By Nina Bai | December 4, 2008 3:28 pm

scalpelKudos to technology! A British surgeon volunteering in the Democratic Republic of Congo performed a complicated shoulder amputation by following text messages from a colleague in London. Dr. David Nott had never before performed a forequarter amputation, a procedure done only about ten times a year in the U.K. and requiring the removal of the shoulder blade and clavicle.

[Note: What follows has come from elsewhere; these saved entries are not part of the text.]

//! WebSocket frame header codec
//!
//! This module implements the RFC 6455 frame header:
//! - Minimal-width length encoding on the way out
//! - Incremental decoding that tolerates headers split across reads
//! - Rejection of every header-level protocol violation before any payload
//!   byte is looked at
//!
//! Payload is never buffered here. The read engine streams it after the
//! header has been returned.

use bytes::{Buf, BufMut, BytesMut};

use crate::error::{CloseReason, Error, ProtocolError, Result};
use crate::mask::mask_inplace;
use crate::utf8::validate_utf8;
use crate::{MAX_CONTROL_PAYLOAD, MAX_FRAME_HEADER_SIZE, MEDIUM_MESSAGE_THRESHOLD};

/// WebSocket opcode
#[derive(Debug, Clone, Copy, PartialEq, Eq)]
#[repr(u8)]
pub enum OpCode {
    /// Continuation frame
    Continuation = 0x0,
    /// Text frame
    Text = 0x1,
    /// Binary frame
    Binary = 0x2,
    /// Connection close
    Close = 0x8,
    /// Ping
    Ping = 0x9,
    /// Pong
    Pong = 0xA,
}

impl OpCode {
    /// Parse opcode from the low nibble of the first header byte
    #[inline]
    pub fn from_u8(byte: u8) -> Option<Self> {
        match byte {
            0x0 => Some(OpCode::Continuation),
            0x1 => Some(OpCode::Text),
            0x2 => Some(OpCode::Binary),
            0x8 => Some(OpCode::Close),
            0x9 => Some(OpCode::Ping),
            0xA => Some(OpCode::Pong),
            _ => None,
        }
    }

    /// Check if this is a control frame
    #[inline]
    pub fn is_control(&self) -> bool {
        (*self as u8) >= 0x8
    }

    /// Check if this is a data frame
    #[inline]
    pub fn is_data(&self) -> bool {
        (*self as u8) <= 0x2
    }
}

/// A WebSocket frame header
#[derive(Debug, Clone, Copy, PartialEq, Eq)]
pub struct FrameHeader {
    /// Final fragment flag
    pub fin: bool,
    /// RSV1, set on the first frame of a compressed message
    pub rsv1: bool,
    /// Frame opcode
    pub opcode: OpCode,
    /// Payload length
    pub payload_len: u64,
    /// Masking key; present iff the mask bit is set
    pub mask: Option<[u8; 4]>,
}

impl FrameHeader {
    /// Header for a frame carrying `payload_len` bytes
    pub fn new(opcode: OpCode, fin: bool, payload_len: u64) -> Self {
        Self {
            fin,
            rsv1: false,
            opcode,
            payload_len,
            mask: None,
        }
    }

    /// Whether the mask bit is set
    #[inline]
    pub fn masked(&self) -> bool {
        self.mask.is_some()
    }

    /// Get the total header size in bytes
    #[inline]
    pub fn header_size(&self) -> usize {
        let ext = if self.payload_len > MEDIUM_MESSAGE_THRESHOLD as u64 {
            8
        } else if self.payload_len > MAX_CONTROL_PAYLOAD as u64 {
            2
        } else {
            0
        };
        2 + ext + if self.masked() { 4 } else { 0 }
    }

    /// Encode the header into a buffer using the narrowest length field
    #[inline]
    pub fn encode(&self, buf: &mut impl BufMut) {
        let mut b0 = self.opcode as u8;
        if self.fin {
            b0 |= 0x80;
        }
        if self.rsv1 {
            b0 |= 0x40;
        }
        buf.put_u8(b0);

        let mask_bit = if self.masked() { 0x80 } else { 0x00 };

        if self.payload_len <= MAX_CONTROL_PAYLOAD as u64 {
            buf.put_u8(mask_bit | self.payload_len as u8);
        } else if self.payload_len <= MEDIUM_MESSAGE_THRESHOLD as u64 {
            buf.put_u8(mask_bit | 126);
            buf.put_u16(self.payload_len as u16);
        } else {
            buf.put_u8(mask_bit | 127);
            buf.put_u64(self.payload_len);
        }

        if let Some(mask) = self.mask {
            buf.put_slice(&mask);
        }
    }
}

#[derive(Debug, Clone, Copy, PartialEq, Eq)]
enum ParseState {
    /// Waiting for the two base bytes
    Base,
    /// Base bytes validated; waiting for extended length and mask key
    Extended,
}

/// Incremental frame header decoder
///
/// Bytes are consumed from the input buffer as they arrive and kept in a
/// 14-byte scratch area, so a header split across any number of reads
/// decodes the same as one delivered whole.
#[derive(Debug, Clone)]
pub struct FrameParser {
    state: ParseState,
    header_buf: [u8; MAX_FRAME_HEADER_SIZE],
    header_len: usize,
    need: usize,
    /// Whether to expect masked frames (server mode)
    expect_masked: bool,
    /// Whether RSV1 is allowed (permessage-deflate negotiated)
    allow_rsv1: bool,
}

impl FrameParser {
    /// Create a new header decoder
    pub fn new(expect_masked: bool) -> Self {
        Self {
            state: ParseState::Base,
            header_buf: [0; MAX_FRAME_HEADER_SIZE],
            header_len: 0,
            need: 2,
            expect_masked,
            allow_rsv1: false,
        }
    }

    /// Enable or disable RSV1 (compression) support
    pub fn set_compression(&mut self, enabled: bool) {
        self.allow_rsv1 = enabled;
    }

    /// Whether part of a header has been consumed
    pub fn is_partial(&self) -> bool {
        self.header_len > 0
    }

    #[inline]
    fn reset(&mut self) {
        self.state = ParseState::Base;
        self.header_len = 0;
        self.need = 2;
    }

    /// Decode one header from the front of `buf`.
    ///
    /// Returns:
    /// - Ok(Some(header)) once the header is complete; its bytes are consumed
    /// - Ok(None) if more data is needed; available bytes are consumed
    /// - Err(e) on a protocol violation
    pub fn decode(&mut self, buf: &mut BytesMut) -> Result<Option<FrameHeader>> {
        loop {
            let take = (self.need - self.header_len).min(buf.len());
            self.header_buf[self.header_len..self.header_len + take].copy_from_slice(&buf[..take]);
            self.header_len += take;
            buf.advance(take);

            if self.header_len < self.need {
                return Ok(None);
            }

            match self.state {
                ParseState::Base => {
                    let extra = match self.check_base() {
                        Ok(extra) => extra,
                        Err(e) => {
                            self.reset();
                            return Err(e);
                        }
                    };
                    self.state = ParseState::Extended;
                    self.need = 2 + extra;
                }
                ParseState::Extended => {
                    let header = self.finish();
                    self.reset();
                    return header.map(Some);
                }
            }
        }
    }

    /// Validate the two base bytes and return how many more header bytes follow
    fn check_base(&self) -> Result<usize> {
        let b0 = self.header_buf[0];
        let b1 = self.header_buf[1];

        let fin = b0 & 0x80 != 0;
        let rsv1 = b0 & 0x40 != 0;
        let raw_opcode = b0 & 0x0F;

        let opcode = OpCode::from_u8(raw_opcode)
            .ok_or(Error::Protocol(ProtocolError::ReservedOpcode(raw_opcode)))?;

        if b0 & 0x30 != 0 {
            return Err(ProtocolError::ReservedBits.into());
        }
        // Only the first frame of a data message may carry RSV1
        if rsv1 && !(self.allow_rsv1 && matches!(opcode, OpCode::Text | OpCode::Binary)) {
            return Err(ProtocolError::ReservedBits.into());
        }

        let masked = b1 & 0x80 != 0;
        let len_byte = b1 & 0x7F;

        if opcode.is_control() {
            if !fin {
                return Err(ProtocolError::FragmentedControl.into());
            }
            if len_byte as usize > MAX_CONTROL_PAYLOAD {
                return Err(ProtocolError::ControlTooLarge.into());
            }
        }

        if self.expect_masked && !masked {
            return Err(ProtocolError::UnmaskedFrame.into());
        }
        if !self.expect_masked && masked {
            return Err(ProtocolError::MaskedFrame.into());
        }

        let ext = match len_byte {
            126 => 2,
            127 => 8,
            _ => 0,
        };
        Ok(ext + if masked { 4 } else { 0 })
    }

    fn finish(&self) -> Result<FrameHeader> {
        let b0 = self.header_buf[0];
        let b1 = self.header_buf[1];
        let h = &self.header_buf;

        let (payload_len, pos) = match b1 & 0x7F {
            126 => {
                let len = u16::from_be_bytes([h[2], h[3]]) as u64;
                if len <= MAX_CONTROL_PAYLOAD as u64 {
                    return Err(ProtocolError::NonMinimalLength.into());
                }
                (len, 4)
            }
            127 => {
                let len = u64::from_be_bytes([h[2], h[3], h[4], h[5], h[6], h[7], h[8], h[9]]);
                if len >> 63 != 0 {
                    return Err(ProtocolError::LengthOverflow.into());
                }
                if len <= MEDIUM_MESSAGE_THRESHOLD as u64 {
                    return Err(ProtocolError::NonMinimalLength.into());
                }
                (len, 10)
            }
            n => (n as u64, 2),
        };

        let mask = if b1 & 0x80 != 0 {
            Some([h[pos], h[pos + 1], h[pos + 2], h[pos + 3]])
        } else {
            None
        };

        Ok(FrameHeader {
            fin: b0 & 0x80 != 0,
            rsv1: b0 & 0x40 != 0,
            opcode: OpCode::from_u8(b0 & 0x0F).ok_or(ProtocolError::ReservedOpcode(b0 & 0x0F))?,
            payload_len,
            mask,
        })
    }
}

/// Encode a complete frame (header plus payload, masked when `mask` is set)
/// into `buf`.
#[inline]
pub fn encode_frame(
    buf: &mut BytesMut,
    opcode: OpCode,
    payload: &[u8],
    fin: bool,
    mask: Option<[u8; 4]>,
) {
    encode_frame_with_rsv(buf, opcode, payload, fin, false, mask);
}

/// Encode a complete frame with explicit RSV1 (compressed messages)
#[inline]
pub fn encode_frame_with_rsv(
    buf: &mut BytesMut,
    opcode: OpCode,
    payload: &[u8],
    fin: bool,
    rsv1: bool,
    mask: Option<[u8; 4]>,
) {
    let header = FrameHeader {
        fin,
        rsv1,
        opcode,
        payload_len: payload.len() as u64,
        mask,
    };
    buf.reserve(header.header_size() + payload.len());
    header.encode(buf);

    let start = buf.len();
    buf.put_slice(payload);
    if let Some(key) = mask {
        mask_inplace(&mut buf[start..], key, 0);
    }
}

/// Parse a close frame payload.
///
/// An empty payload carries no reason. Otherwise the first two bytes are a
/// big-endian code that a peer may legally send, followed by UTF-8.
pub fn parse_close_payload(payload: &[u8]) -> Result<Option<CloseReason>> {
    match payload.len() {
        0 => Ok(None),
        1 => Err(ProtocolError::BadClosePayload.into()),
        _ => {
            let code = u16::from_be_bytes([payload[0], payload[1]]);
            if !CloseReason::is_valid_code(code) {
                return Err(ProtocolError::BadCloseCode(code).into());
            }
            let reason = &payload[2..];
            if !validate_utf8(reason) {
                return Err(Error::InvalidUtf8);
            }
            Ok(Some(CloseReason {
                code,
                reason: String::from_utf8_lossy(reason).into_owned(),
            }))
        }
    }
}

/// Encode a close payload: code then reason
pub fn encode_close_payload(reason: &CloseReason, buf: &mut BytesMut) {
    buf.reserve(2 + reason.reason.len());
    buf.put_u16(reason.code);
    buf.put_slice(reason.reason.as_bytes());
}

His patient was a 16-year-old boy whose left arm had been ripped off and was developing a dangerous infection. Nott knew it was a do or die situation. So he texted Professor Meirion Thomas, a colleague in London who had performed the surgery before. Thomas texted back step-by-step instructions, explaining where to make the incisions and how to divide major nerves and arteries. The text instructions ended with “Easy! Good luck.”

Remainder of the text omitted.